Stored items

>>

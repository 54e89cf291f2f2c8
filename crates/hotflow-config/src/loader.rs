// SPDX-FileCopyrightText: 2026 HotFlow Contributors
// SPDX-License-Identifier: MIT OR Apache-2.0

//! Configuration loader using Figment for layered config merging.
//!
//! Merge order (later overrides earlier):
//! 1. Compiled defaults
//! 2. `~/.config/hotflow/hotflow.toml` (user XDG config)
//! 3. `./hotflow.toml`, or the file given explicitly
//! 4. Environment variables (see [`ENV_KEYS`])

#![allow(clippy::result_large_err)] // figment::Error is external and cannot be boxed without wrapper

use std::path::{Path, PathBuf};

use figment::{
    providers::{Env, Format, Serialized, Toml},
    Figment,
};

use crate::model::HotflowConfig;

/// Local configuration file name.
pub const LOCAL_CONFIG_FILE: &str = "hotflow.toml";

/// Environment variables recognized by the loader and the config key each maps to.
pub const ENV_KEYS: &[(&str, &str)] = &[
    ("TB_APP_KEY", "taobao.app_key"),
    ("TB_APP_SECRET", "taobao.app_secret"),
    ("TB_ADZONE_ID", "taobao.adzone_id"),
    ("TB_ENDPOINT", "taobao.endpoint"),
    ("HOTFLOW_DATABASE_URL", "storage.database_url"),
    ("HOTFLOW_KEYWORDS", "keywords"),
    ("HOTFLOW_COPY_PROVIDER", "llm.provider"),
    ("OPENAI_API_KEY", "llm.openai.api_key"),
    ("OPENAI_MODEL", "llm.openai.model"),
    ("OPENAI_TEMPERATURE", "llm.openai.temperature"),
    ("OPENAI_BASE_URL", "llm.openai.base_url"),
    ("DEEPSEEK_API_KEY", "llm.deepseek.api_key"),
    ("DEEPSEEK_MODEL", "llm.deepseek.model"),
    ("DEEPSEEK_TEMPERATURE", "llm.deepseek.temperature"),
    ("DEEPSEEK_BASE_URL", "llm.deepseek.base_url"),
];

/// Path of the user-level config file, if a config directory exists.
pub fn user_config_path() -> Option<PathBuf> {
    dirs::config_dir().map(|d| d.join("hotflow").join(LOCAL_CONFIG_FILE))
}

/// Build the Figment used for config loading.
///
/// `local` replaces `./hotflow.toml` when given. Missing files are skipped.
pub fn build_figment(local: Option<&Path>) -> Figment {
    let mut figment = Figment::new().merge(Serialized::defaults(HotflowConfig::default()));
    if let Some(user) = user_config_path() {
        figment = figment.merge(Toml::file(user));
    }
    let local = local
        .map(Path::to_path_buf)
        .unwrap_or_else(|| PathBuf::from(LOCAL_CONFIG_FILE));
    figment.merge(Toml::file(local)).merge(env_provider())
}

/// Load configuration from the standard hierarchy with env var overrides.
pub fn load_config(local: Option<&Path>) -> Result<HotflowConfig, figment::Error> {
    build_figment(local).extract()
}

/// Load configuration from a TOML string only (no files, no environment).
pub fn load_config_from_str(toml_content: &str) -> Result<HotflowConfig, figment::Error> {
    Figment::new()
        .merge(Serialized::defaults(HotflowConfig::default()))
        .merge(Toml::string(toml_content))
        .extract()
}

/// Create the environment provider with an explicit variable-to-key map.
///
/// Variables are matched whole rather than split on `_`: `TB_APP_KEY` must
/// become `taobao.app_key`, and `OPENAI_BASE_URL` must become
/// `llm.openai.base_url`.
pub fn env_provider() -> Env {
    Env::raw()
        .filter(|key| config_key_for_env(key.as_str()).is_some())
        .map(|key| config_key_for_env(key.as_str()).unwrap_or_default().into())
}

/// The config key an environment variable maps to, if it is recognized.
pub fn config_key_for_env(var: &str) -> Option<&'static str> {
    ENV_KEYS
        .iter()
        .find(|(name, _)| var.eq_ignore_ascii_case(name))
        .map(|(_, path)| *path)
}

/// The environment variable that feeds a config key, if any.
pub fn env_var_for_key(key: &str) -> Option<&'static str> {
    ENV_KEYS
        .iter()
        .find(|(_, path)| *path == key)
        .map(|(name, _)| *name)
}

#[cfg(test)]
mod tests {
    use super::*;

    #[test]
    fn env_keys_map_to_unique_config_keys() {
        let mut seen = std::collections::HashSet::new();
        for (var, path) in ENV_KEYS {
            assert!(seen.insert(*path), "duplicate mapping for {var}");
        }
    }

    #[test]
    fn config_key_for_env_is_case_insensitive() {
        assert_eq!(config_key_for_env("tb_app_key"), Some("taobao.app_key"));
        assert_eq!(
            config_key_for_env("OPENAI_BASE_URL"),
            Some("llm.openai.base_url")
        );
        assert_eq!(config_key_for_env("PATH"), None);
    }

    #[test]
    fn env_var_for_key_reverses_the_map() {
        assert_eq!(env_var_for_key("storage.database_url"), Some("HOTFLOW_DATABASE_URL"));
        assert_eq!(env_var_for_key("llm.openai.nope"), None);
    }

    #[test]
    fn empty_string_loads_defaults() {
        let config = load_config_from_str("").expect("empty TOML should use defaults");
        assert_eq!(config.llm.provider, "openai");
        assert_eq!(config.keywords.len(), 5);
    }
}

<<
>>

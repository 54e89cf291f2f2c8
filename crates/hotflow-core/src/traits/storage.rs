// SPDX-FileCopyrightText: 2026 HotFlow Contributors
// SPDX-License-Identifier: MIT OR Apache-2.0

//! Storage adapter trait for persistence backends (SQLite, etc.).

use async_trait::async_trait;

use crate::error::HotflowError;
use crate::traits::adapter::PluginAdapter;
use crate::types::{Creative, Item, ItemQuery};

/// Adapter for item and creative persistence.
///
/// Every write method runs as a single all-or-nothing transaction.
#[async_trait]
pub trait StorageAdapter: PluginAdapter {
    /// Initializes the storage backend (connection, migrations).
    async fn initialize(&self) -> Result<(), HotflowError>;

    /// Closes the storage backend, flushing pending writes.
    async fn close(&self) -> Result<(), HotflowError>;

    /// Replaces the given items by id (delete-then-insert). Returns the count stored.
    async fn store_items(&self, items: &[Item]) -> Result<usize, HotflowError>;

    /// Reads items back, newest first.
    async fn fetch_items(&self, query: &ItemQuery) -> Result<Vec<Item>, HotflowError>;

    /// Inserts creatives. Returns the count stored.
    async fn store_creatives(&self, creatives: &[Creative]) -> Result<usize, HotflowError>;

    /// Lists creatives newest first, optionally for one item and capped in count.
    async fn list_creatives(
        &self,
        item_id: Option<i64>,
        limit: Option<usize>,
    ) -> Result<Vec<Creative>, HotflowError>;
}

<<
>>

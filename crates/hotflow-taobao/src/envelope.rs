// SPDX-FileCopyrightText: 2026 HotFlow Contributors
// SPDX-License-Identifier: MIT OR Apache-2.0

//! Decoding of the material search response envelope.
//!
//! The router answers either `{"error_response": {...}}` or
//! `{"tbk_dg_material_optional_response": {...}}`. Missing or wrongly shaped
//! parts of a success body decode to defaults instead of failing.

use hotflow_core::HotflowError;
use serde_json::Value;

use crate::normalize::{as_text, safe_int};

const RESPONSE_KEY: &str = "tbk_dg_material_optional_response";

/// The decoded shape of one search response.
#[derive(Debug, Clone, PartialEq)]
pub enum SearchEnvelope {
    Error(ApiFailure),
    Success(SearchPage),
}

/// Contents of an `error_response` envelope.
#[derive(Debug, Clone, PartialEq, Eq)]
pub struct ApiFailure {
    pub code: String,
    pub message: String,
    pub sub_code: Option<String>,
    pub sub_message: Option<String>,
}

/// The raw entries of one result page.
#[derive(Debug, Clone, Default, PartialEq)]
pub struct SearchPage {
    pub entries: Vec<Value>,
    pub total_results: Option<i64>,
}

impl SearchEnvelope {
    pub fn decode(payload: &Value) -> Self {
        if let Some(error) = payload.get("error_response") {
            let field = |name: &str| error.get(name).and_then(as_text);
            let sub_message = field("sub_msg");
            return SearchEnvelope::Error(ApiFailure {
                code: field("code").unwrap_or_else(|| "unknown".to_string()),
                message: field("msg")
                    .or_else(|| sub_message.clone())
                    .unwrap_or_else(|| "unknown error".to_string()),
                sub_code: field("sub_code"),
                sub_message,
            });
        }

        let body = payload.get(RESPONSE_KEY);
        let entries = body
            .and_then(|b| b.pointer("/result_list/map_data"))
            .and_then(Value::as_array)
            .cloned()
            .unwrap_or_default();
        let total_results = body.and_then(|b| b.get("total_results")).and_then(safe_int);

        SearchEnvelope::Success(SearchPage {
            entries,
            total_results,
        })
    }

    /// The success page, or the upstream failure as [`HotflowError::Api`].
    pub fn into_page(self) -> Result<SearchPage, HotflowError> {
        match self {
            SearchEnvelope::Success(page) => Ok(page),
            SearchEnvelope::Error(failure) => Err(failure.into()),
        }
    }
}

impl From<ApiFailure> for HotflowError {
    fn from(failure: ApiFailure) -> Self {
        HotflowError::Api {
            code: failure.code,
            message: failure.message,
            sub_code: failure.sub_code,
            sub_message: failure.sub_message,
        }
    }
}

<<

(PROBLEM TO WORK ON): Determine the number of lines in the records that include the string "HotflowConfig", and respond with that number only.

(ANSWER BOX): 5